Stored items
▼

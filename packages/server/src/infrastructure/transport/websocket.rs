//! WebSocket を使ったトランスポート実装
//!
//! axum の `WebSocket` を送信側と受信側に分割し、ドメイン層の
//! `TransportSender` / `TransportReceiver` として提供します。

use async_trait::async_trait;
use axum::extract::ws::{Message, WebSocket};
use futures_util::{
    sink::SinkExt,
    stream::{SplitSink, SplitStream, StreamExt},
};

use crate::domain::{TransportError, TransportReceiver, TransportSender};

/// Split an upgraded socket into its sending and receiving halves
pub fn split_socket(socket: WebSocket) -> (WebSocketSender, WebSocketReceiver) {
    let (sink, stream) = socket.split();
    (WebSocketSender { sink }, WebSocketReceiver { stream })
}

pub struct WebSocketReceiver {
    stream: SplitStream<WebSocket>,
}

#[async_trait]
impl TransportReceiver for WebSocketReceiver {
    async fn receive(&mut self) -> Option<Result<String, TransportError>> {
        while let Some(frame) = self.stream.next().await {
            match frame {
                Ok(Message::Text(text)) => return Some(Ok(text.to_string())),
                Ok(Message::Binary(bytes)) => match String::from_utf8(bytes.to_vec()) {
                    Ok(text) => return Some(Ok(text)),
                    Err(_) => {
                        tracing::warn!(len = bytes.len(), "Dropping non UTF-8 binary frame");
                    }
                },
                // Ping/pong is handled automatically by the WebSocket protocol
                Ok(Message::Ping(_)) | Ok(Message::Pong(_)) => {}
                Ok(Message::Close(_)) => return None,
                Err(e) => return Some(Err(TransportError::Receive(e.to_string()))),
            }
        }
        None
    }
}

pub struct WebSocketSender {
    sink: SplitSink<WebSocket, Message>,
}

#[async_trait]
impl TransportSender for WebSocketSender {
    async fn send(&mut self, payload: String) -> Result<(), TransportError> {
        self.sink
            .send(Message::Text(payload.into()))
            .await
            .map_err(|e| TransportError::Send(e.to_string()))
    }

    async fn send_close(&mut self) -> Result<(), TransportError> {
        self.sink
            .send(Message::Close(None))
            .await
            .map_err(|e| TransportError::Send(e.to_string()))
    }
}
//! Persistence collaborator interfaces.
//!
//! The hub core only needs `create_message`; the remaining operations back the
//! room administration and join validation use cases.

use async_trait::async_trait;

use super::{
    entity::{Message, NewRoom, RoomInfo},
    error::RepositoryError,
    value_object::{MessageContent, MessageId, RoomId, Timestamp, UserId},
};

/// Message storage
#[cfg_attr(test, mockall::automock)]
#[async_trait]
pub trait MessageRepository: Send + Sync {
    /// Store a message and return its durable id
    async fn create_message(
        &self,
        room: RoomId,
        user: UserId,
        content: &MessageContent,
        created_at: Timestamp,
    ) -> Result<MessageId, RepositoryError>;

    /// Messages of a room, oldest first
    async fn room_messages(&self, room: RoomId) -> Result<Vec<Message>, RepositoryError>;
}

/// Room and membership storage
#[cfg_attr(test, mockall::automock)]
#[async_trait]
pub trait RoomRepository: Send + Sync {
    async fn create_room(&self, room: NewRoom) -> Result<RoomInfo, RepositoryError>;

    async fn get_room(&self, id: RoomId) -> Result<Option<RoomInfo>, RepositoryError>;

    async fn list_rooms(&self) -> Result<Vec<RoomInfo>, RepositoryError>;

    /// Delete a room; `RoomNotFound` if it does not exist
    async fn delete_room(&self, id: RoomId) -> Result<(), RepositoryError>;

    /// Record that a user joined a room; `RoomNotFound` if it does not exist
    async fn add_member(&self, room: RoomId, user: UserId) -> Result<(), RepositoryError>;

    /// Users who ever joined the room, ascending; `RoomNotFound` if it does not exist
    async fn room_members(&self, room: RoomId) -> Result<Vec<UserId>, RepositoryError>;
}
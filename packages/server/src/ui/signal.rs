//! Shutdown signal handling.

use tokio::signal;

/// Resolve on Ctrl+C or, on Unix, SIGTERM
pub async fn shutdown_signal() {
    let ctrl_c = async {
        if let Err(e) = signal::ctrl_c().await {
            tracing::error!("Failed to listen for Ctrl+C: {}", e);
            std::future::pending::<()>().await;
        }
    };

    #[cfg(unix)]
    let terminate = async {
        match signal::unix::signal(signal::unix::SignalKind::terminate()) {
            Ok(mut sigterm) => {
                sigterm.recv().await;
            }
            Err(e) => {
                tracing::error!("Failed to install SIGTERM handler: {}", e);
                std::future::pending::<()>().await;
            }
        }
    };

    #[cfg(not(unix))]
    let terminate = std::future::pending::<()>();

    tokio::select! {
        _ = ctrl_c => tracing::info!("Received Ctrl+C, shutting down gracefully"),
        _ = terminate => tracing::info!("Received SIGTERM, shutting down gracefully"),
    }
}
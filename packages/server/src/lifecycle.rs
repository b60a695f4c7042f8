//! 接続ごとの読み取りタスクと書き込みタスク
//!
//! ## 責務
//!
//! - 読み取りタスク: 受信ペイロードを `MessageContent` に検証し、
//!   [`SendMessageUseCase`] で保存・配送する。トランスポートが終わったら
//!   ハブから登録解除し、トランスポートを閉じる
//! - 書き込みタスク: 送信キューを順にトランスポートへ書き出し、キューが
//!   閉じられたら close フレームを送る（ベストエフォート）
//!
//! ## 設計ノート
//!
//! 両タスクは接続の [`CloseSignal`](crate::domain::CloseSignal) を監視します。
//! ルーム削除や遅い接続の退去ではハブがこのシグナルを閉じるため、
//! 書き込みが詰まっていても両タスクが終了し、読み取りタスクの登録解除を経て
//! 遅延作成されたルームも片付けられます。

use std::{sync::Arc, time::Duration};

use crate::{
    domain::{MessageContent, TransportReceiver, TransportSender},
    hub::{Connection, Hub, OutboundReceiver},
    usecase::{SendMessageError, SendMessageUseCase},
};

/// close フレーム送信の待ち時間の上限
pub const CLOSE_FRAME_TIMEOUT: Duration = Duration::from_secs(1);

/// 登録済みの接続を、両タスクが終了するまで駆動する
pub async fn run_connection<R, W>(
    hub: Hub,
    send_message: Arc<SendMessageUseCase>,
    connection: Arc<Connection>,
    outbound: OutboundReceiver,
    reader: R,
    writer: W,
) where
    R: TransportReceiver + 'static,
    W: TransportSender + 'static,
{
    let write_task = tokio::spawn(write_loop(connection.clone(), outbound, writer));
    read_loop(&hub, &send_message, &connection, reader).await;

    if let Err(e) = write_task.await {
        tracing::error!(connection = %connection.id(), "Write task failed: {}", e);
    }
    tracing::info!(
        connection = %connection.id(),
        user = %connection.user(),
        room = %connection.room(),
        "Connection closed"
    );
}

async fn read_loop<R: TransportReceiver>(
    hub: &Hub,
    send_message: &SendMessageUseCase,
    connection: &Arc<Connection>,
    mut reader: R,
) {
    let close = connection.close_signal().clone();
    loop {
        let frame = tokio::select! {
            _ = close.closed() => break,
            frame = reader.receive() => frame,
        };

        let payload = match frame {
            Some(Ok(payload)) => payload,
            Some(Err(e)) => {
                tracing::warn!(connection = %connection.id(), "Read failed: {}", e);
                break;
            }
            None => {
                tracing::debug!(connection = %connection.id(), "Peer closed the transport");
                break;
            }
        };

        let content = match MessageContent::new(payload) {
            Ok(content) => content,
            Err(e) => {
                tracing::warn!(connection = %connection.id(), "Dropping inbound payload: {}", e);
                continue;
            }
        };

        match send_message
            .execute(connection.room(), connection.user(), content)
            .await
        {
            Ok(message) => {
                tracing::debug!(
                    message = %message.id,
                    room = %message.room,
                    user = %message.user,
                    "Message sent"
                );
            }
            Err(SendMessageError::HubUnavailable(e)) => {
                tracing::error!(connection = %connection.id(), "Stopping read task: {}", e);
                break;
            }
            Err(e) => {
                tracing::warn!(connection = %connection.id(), "{}", e);
            }
        }
    }

    if let Err(e) = hub.unregister(connection.clone()).await {
        tracing::warn!(connection = %connection.id(), "Unregister skipped: {}", e);
    }
    connection.close_transport();
}

async fn write_loop<W: TransportSender>(
    connection: Arc<Connection>,
    mut outbound: OutboundReceiver,
    mut writer: W,
) {
    let close = connection.close_signal().clone();
    loop {
        // トランスポートを閉じる前に、キューに残ったペイロードを書き出す
        let payload = tokio::select! {
            biased;
            payload = outbound.recv() => payload,
            _ = close.closed() => None,
        };

        let Some(payload) = payload else {
            match tokio::time::timeout(CLOSE_FRAME_TIMEOUT, writer.send_close()).await {
                Ok(Ok(())) => {}
                Ok(Err(e)) => {
                    tracing::debug!(connection = %connection.id(), "Close frame not sent: {}", e);
                }
                Err(_) => {
                    tracing::debug!(connection = %connection.id(), "Close frame timed out");
                }
            }
            break;
        };

        // 詰まった書き込みはトランスポートが閉じられた時点で諦める
        let sent = tokio::select! {
            biased;
            sent = writer.send(payload) => sent,
            _ = close.closed() => {
                tracing::warn!(connection = %connection.id(), "Abandoning stalled write");
                break;
            }
        };
        if let Err(e) = sent {
            tracing::warn!(connection = %connection.id(), "Write failed: {}", e);
            break;
        }
    }
    connection.close_transport();
}
//! Utilities shared by the Huddle server binary and its tests.

pub mod logger;
pub mod time;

▲

▸ **Task directions**:
Search the entries above for "SendMessageUseCase". Return every line that has it.

▸ **Response to the exercise**:
//!   [`SendMessageUseCase`] で保存・配送する。トランスポートが終わったら
    usecase::{SendMessageError, SendMessageUseCase},
    send_message: Arc<SendMessageUseCase>,
    send_message: &SendMessageUseCase,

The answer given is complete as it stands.